# No DEF added for 16k miles still no low level warning



## Jorday (Jul 30, 2013)

I haven't added DEF for 16k miles in my car and my message still reads "DEF level OK." What's the longest you've gone without adding any? I got a low quality warning light 16k miles ago and bought a 2.5 gallon jug. This was with 7k miles on my car. It didn't even take the whole 2.5 gal to be completely full. I'm just surprised it's gone this long, anyone else seeing 15k miles or more on a single DEF tank?


----------



## diesel (Jun 8, 2013)

Wow, I always top it off when I change the oil, and most recently I think the tank got down to 18% in about 10K miles, give or take. Nowhere near the numbers you are getting.


----------



## WI Diesel (May 29, 2014)

How can you tell what the DEF tank level is?


----------



## cdb09007 (Aug 7, 2013)

I'm at 24k and I have yet to change it. No warnings or anything. :xxrotflmao:


----------



## MilTownSHO (Oct 9, 2013)

cdb09007 said:


> I'm at 24k and I have yet to change it. No warnings or anything. :xxrotflmao:


Didn't the dealer fill it up when you used your free maintenance?


----------



## boraz (Aug 29, 2013)

WI Diesel said:


> How can you tell what the DEF tank level is?

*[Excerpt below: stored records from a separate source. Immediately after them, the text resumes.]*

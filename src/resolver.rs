//! Static resolver pass for **TinyLang**.
//!
//! This resolver does three things in one AST walk:
//! 1. Build lexical scopes (stack of `HashMap<String, bool>` tracking declared/defined).
//! 2. Report static errors (redeclaration, read in own initializer, invalid `return`,
//!    `this`/`super` outside a class, value returned from an initializer).
//! 3. Tell the interpreter, for *each* variable occurrence, at what lexical
//!    distance it is declared.  Occurrences found in no local scope are left
//!    unannotated and resolve in the global frame at runtime.
//!
//! Errors are reported to the [`Diagnostics`] collector and the walk carries on,
//! so one pass surfaces every independent problem.

use crate::diagnostics::Diagnostics;
use crate::error::TinyLangError;
use crate::expr::{Expr, ExprId};
use crate::interpreter::Interpreter;
use crate::stmt::{FunctionDecl, Stmt};
use crate::token::Token;
use log::{debug, info};
use std::collections::HashMap;

/// What kind of function body are we in?  Used to validate `return`.
#[derive(Copy, Clone, Debug, PartialEq, Eq)]
enum FunctionType {
    None,
    Function,
    Method,
    StaticMethod,
    Initializer,
}

/// What kind of class body are we in?  Used to validate `this` / `super`.
#[derive(Copy, Clone, Debug, PartialEq, Eq)]
enum ClassType {
    None,
    Class,
    Subclass,
}

/// Resolver: tracks scopes, enforces static rules, and *records* binding
/// distances by calling back into the interpreter.
pub struct Resolver<'r> {
    interpreter: &'r mut Interpreter,
    diagnostics: &'r mut Diagnostics,
    scopes: Vec<HashMap<String, bool>>, // false=declared, true=defined
    current_function: FunctionType,
    current_class: ClassType,
    /// Inside a static method body, including functions nested in it.
    in_static_method: bool,
}

impl<'r> Resolver<'r> {
    /// Create a new resolver bound to the given interpreter.
    pub fn new(interpreter: &'r mut Interpreter, diagnostics: &'r mut Diagnostics) -> Self {
        info!("Resolver instantiated");

        Resolver {
            interpreter,
            diagnostics,
            scopes: Vec::new(),
            current_function: FunctionType::None,
            current_class: ClassType::None,
            in_static_method: false,
        }
    }

    /// Walk all top‑level statements.
    pub fn resolve(&mut self, statements: &[Stmt]) {
        info!(
            "Beginning resolve pass over {} statement(s)",
            statements.len()
        );

        for stmt in statements {
            self.resolve_stmt(stmt);
        }
    }

    // ─────────────────────────────────────────────────────────────────────────
    // Statement resolution
    // ─────────────────────────────────────────────────────────────────────────

    fn resolve_stmt(&mut self, stmt: &Stmt) {
        match stmt {
            Stmt::Block(statements) => {
                self.begin_scope();
                for s in statements {
                    self.resolve_stmt(s);
                }
                self.end_scope();
            }

            Stmt::Let { name, initializer } => {
                // declare → resolve initializer → define
                self.declare(name);
                if let Some(expr) = initializer {
                    self.resolve_expr(expr);
                }
                self.define(name);
            }

            Stmt::Function(decl) => {
                // name is visible *inside* its own body (recursion)
                if let Some(name) = &decl.name {
                    self.declare(name);
                    self.define(name);
                }
                self.resolve_function(decl, FunctionType::Function);
            }

            Stmt::Class {
                name,
                superclass,
                methods,
            } => self.resolve_class(name, superclass.as_ref(), methods),

            Stmt::Expression(expr) | Stmt::Print(expr) => {
                self.resolve_expr(expr);
            }

            Stmt::If {
                condition,
                then_branch,
                else_branch,
            } => {
                self.resolve_expr(condition);
                self.resolve_stmt(then_branch);
                if let Some(eb) = else_branch.as_deref() {
                    self.resolve_stmt(eb);
                }
            }

            Stmt::While { condition, body } => {
                self.resolve_expr(condition);
                self.resolve_stmt(body);
            }

            Stmt::Return { keyword, value } => {
                if self.current_function == FunctionType::None {
                    self.error(keyword, "Can't return from top-level code.");
                }

                if let Some(expr) = value {
                    if self.current_function == FunctionType::Initializer {
                        self.error(keyword, "Can't return a value from an initializer.");
                    }
                    self.resolve_expr(expr);
                }
            }
        }
    }

    fn resolve_class(
        &mut self,
        name: &Token,
        superclass: Option<&Expr>,
        methods: &[std::rc::Rc<FunctionDecl>],
    ) {
        debug!("Resolving class '{}'", name.lexeme);

        let enclosing_class = self.current_class;
        let enclosing_static = self.in_static_method;
        self.current_class = ClassType::Class;
        self.in_static_method = false;

        self.declare(name);
        self.define(name);

        if let Some(superclass) = superclass {
            if let Expr::Variable {
                name: super_name, ..
            } = superclass
            {
                if super_name.lexeme == name.lexeme {
                    self.error(super_name, "A class can't inherit from itself.");
                }
            }

            self.current_class = ClassType::Subclass;
            self.resolve_expr(superclass);

            self.begin_scope();
            self.define_synthetic("super");
        }

        // Static methods are never bound, so they see no `this` scope.
        self.in_static_method = true;
        for method in methods.iter().filter(|m| m.is_static) {
            self.resolve_function(method, FunctionType::StaticMethod);
        }
        self.in_static_method = false;

        self.begin_scope();
        self.define_synthetic("this");

        for method in methods.iter().filter(|m| !m.is_static) {
            let kind = if method.name() == "init" {
                FunctionType::Initializer
            } else {
                FunctionType::Method
            };
            self.resolve_function(method, kind);
        }

        self.end_scope();

        if superclass.is_some() {
            self.end_scope();
        }

        self.current_class = enclosing_class;
        self.in_static_method = enclosing_static;
    }

    // ─────────────────────────────────────────────────────────────────────────
    // Expression resolution
    // ─────────────────────────────────────────────────────────────────────────

    fn resolve_expr(&mut self, expr: &Expr) {
        match expr {
            Expr::Literal(_) => {}

            Expr::Grouping(inner) => self.resolve_expr(inner),

            Expr::Unary { right, .. } => self.resolve_expr(right),

            Expr::Binary { left, right, .. } | Expr::Logical { left, right, .. } => {
                self.resolve_expr(left);
                self.resolve_expr(right);
            }

            Expr::Variable { id, name } => {
                if self
                    .scopes
                    .last()
                    .and_then(|scope| scope.get(&name.lexeme))
                    == Some(&false)
                {
                    self.error(name, "Can't read local variable in its own initializer.");
                }

                self.resolve_local(*id, name);
            }

            Expr::Assign { id, name, value } => {
                // First resolve RHS, then bind LHS
                self.resolve_expr(value);
                self.resolve_local(*id, name);
            }

            Expr::Call {
                callee, arguments, ..
            } => {
                self.resolve_expr(callee);
                for arg in arguments {
                    self.resolve_expr(arg);
                }
            }

            Expr::Get { object, .. } => self.resolve_expr(object),

            Expr::Set { object, value, .. } => {
                self.resolve_expr(value);
                self.resolve_expr(object);
            }

            Expr::This { id, keyword } => {
                if self.current_class == ClassType::None {
                    self.error(keyword, "Can't use 'this' outside of a class.");
                } else if self.in_static_method {
                    self.error(keyword, "Can't use 'this' in a static method.");
                } else {
                    self.resolve_local(*id, keyword);
                }
            }

            Expr::Super { id, keyword, .. } => match self.current_class {
                ClassType::None => {
                    self.error(keyword, "Can't use 'super' outside of a class.");
                }
                ClassType::Class => {
                    self.error(keyword, "Can't use 'super' in a class with no superclass.");
                }
                ClassType::Subclass if self.in_static_method => {
                    self.error(keyword, "Can't use 'super' in a static method.");
                }
                ClassType::Subclass => self.resolve_local(*id, keyword),
            },

            Expr::Function(decl) => self.resolve_function(decl, FunctionType::Function),
        }
    }

    // ─────────────────────────────────────────────────────────────────────────
    // Function helper
    // ─────────────────────────────────────────────────────────────────────────

    /// Enter a fresh scope for a function's parameters + body.
    fn resolve_function(&mut self, decl: &FunctionDecl, kind: FunctionType) {
        debug!("Resolving function '{}' as {:?}", decl.name(), kind);

        let enclosing = self.current_function;
        self.current_function = kind;

        self.begin_scope();
        for param in &decl.params {
            self.declare(param);
            self.define(param);
        }
        for stmt in &decl.body {
            self.resolve_stmt(stmt);
        }
        self.end_scope();

        self.current_function = enclosing;
    }

    // ─────────────────────────────────────────────────────────────────────────
    // Scope management
    // ─────────────────────────────────────────────────────────────────────────

    #[inline]
    fn begin_scope(&mut self) {
        self.scopes.push(HashMap::new());
    }

    #[inline]
    fn end_scope(&mut self) {
        self.scopes.pop();
    }

    fn declare(&mut self, name: &Token) {
        let duplicate = match self.scopes.last_mut() {
            Some(scope) => scope.insert(name.lexeme.clone(), false).is_some(),
            None => false, // globals may be redeclared
        };

        if duplicate {
            self.error(name, "Already a variable with this name in this scope.");
        }
    }

    fn define(&mut self, name: &Token) {
        if let Some(scope) = self.scopes.last_mut() {
            scope.insert(name.lexeme.clone(), true);
        }
    }

    fn define_synthetic(&mut self, name: &str) {
        if let Some(scope) = self.scopes.last_mut() {
            scope.insert(name.to_string(), true);
        }
    }

    fn error(&mut self, token: &Token, message: &str) {
        self.diagnostics
            .report(TinyLangError::resolve(token, message));
    }

    // ─────────────────────────────────────────────────────────────────────────
    // Binding‑distance helper
    // ─────────────────────────────────────────────────────────────────────────

    /// Record this variable occurrence as a local at depth `d`; occurrences
    /// found in no scope are globals and stay unannotated.
    fn resolve_local(&mut self, id: ExprId, name: &Token) {
        for (depth, scope) in self.scopes.iter().rev().enumerate() {
            if scope.contains_key(&name.lexeme) {
                debug!("Resolved '{}' ({}) at depth {}", name.lexeme, id, depth);
                self.interpreter.note_local(id, depth);
                return;
            }
        }

        debug!("Resolved '{}' ({}) as global", name.lexeme, id);

        self.interpreter.note_global(id);
    }
}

scroll thru DIC (second menu) itll say OK until you get to 35% remaining, then itll count it down


----------



## KpaxFAQ (Sep 1, 2013)

22% on 12.5k here


----------



## PanJet (Jun 18, 2013)

Jorday said:


> I haven't added DEF for 16k miles in my car and my message still reads "DEF level OK." What's the longest you've gone without adding any? I got a low quality warning light 16k miles ago and bought a 2.5 gallon jug. This was with 7k miles on my car. It didn't even take the whole 2.5 gal to be completely full. I'm just surprised it's gone this long, anyone else seeing 15k miles or more on a single DEF tank?





cdb09007 said:


> I'm at 24k and I have yet to change it. No warnings or anything. :xxrotflmao:


Have either of you had the free dealer services done? If so, topping off the DEF is part of those services. Perhaps they filled it and you didn't know?

If not, you won the lottery and got cars that don't know you're out of DEF.


----------



## PanJet (Jun 18, 2013)

cdb09007 said:


> I'm at 24k and I have yet to change it. No warnings or anything. :xxrotflmao:


Nevermind, I just read your sig. I have a feeling my sarcasm detector just failed me.


----------



## Jorday (Jul 30, 2013)

Nope, the car has never been back to the dealer since it was brand new. I've done all the oil changes myself, and I'm the only one that uses the car.


----------



## cdb09007 (Aug 7, 2013)

PanJet said:


> Nevermind, I just read your sig. I have a feeling my sarcasm detector just failed me.


Ha was waiting for someone to catch that.


----------



## KpaxFAQ (Sep 1, 2013)

This makes perfect sense with the type of driving you do....the more fuel burned, the more def used....your mpg is awesome, much better then average


----------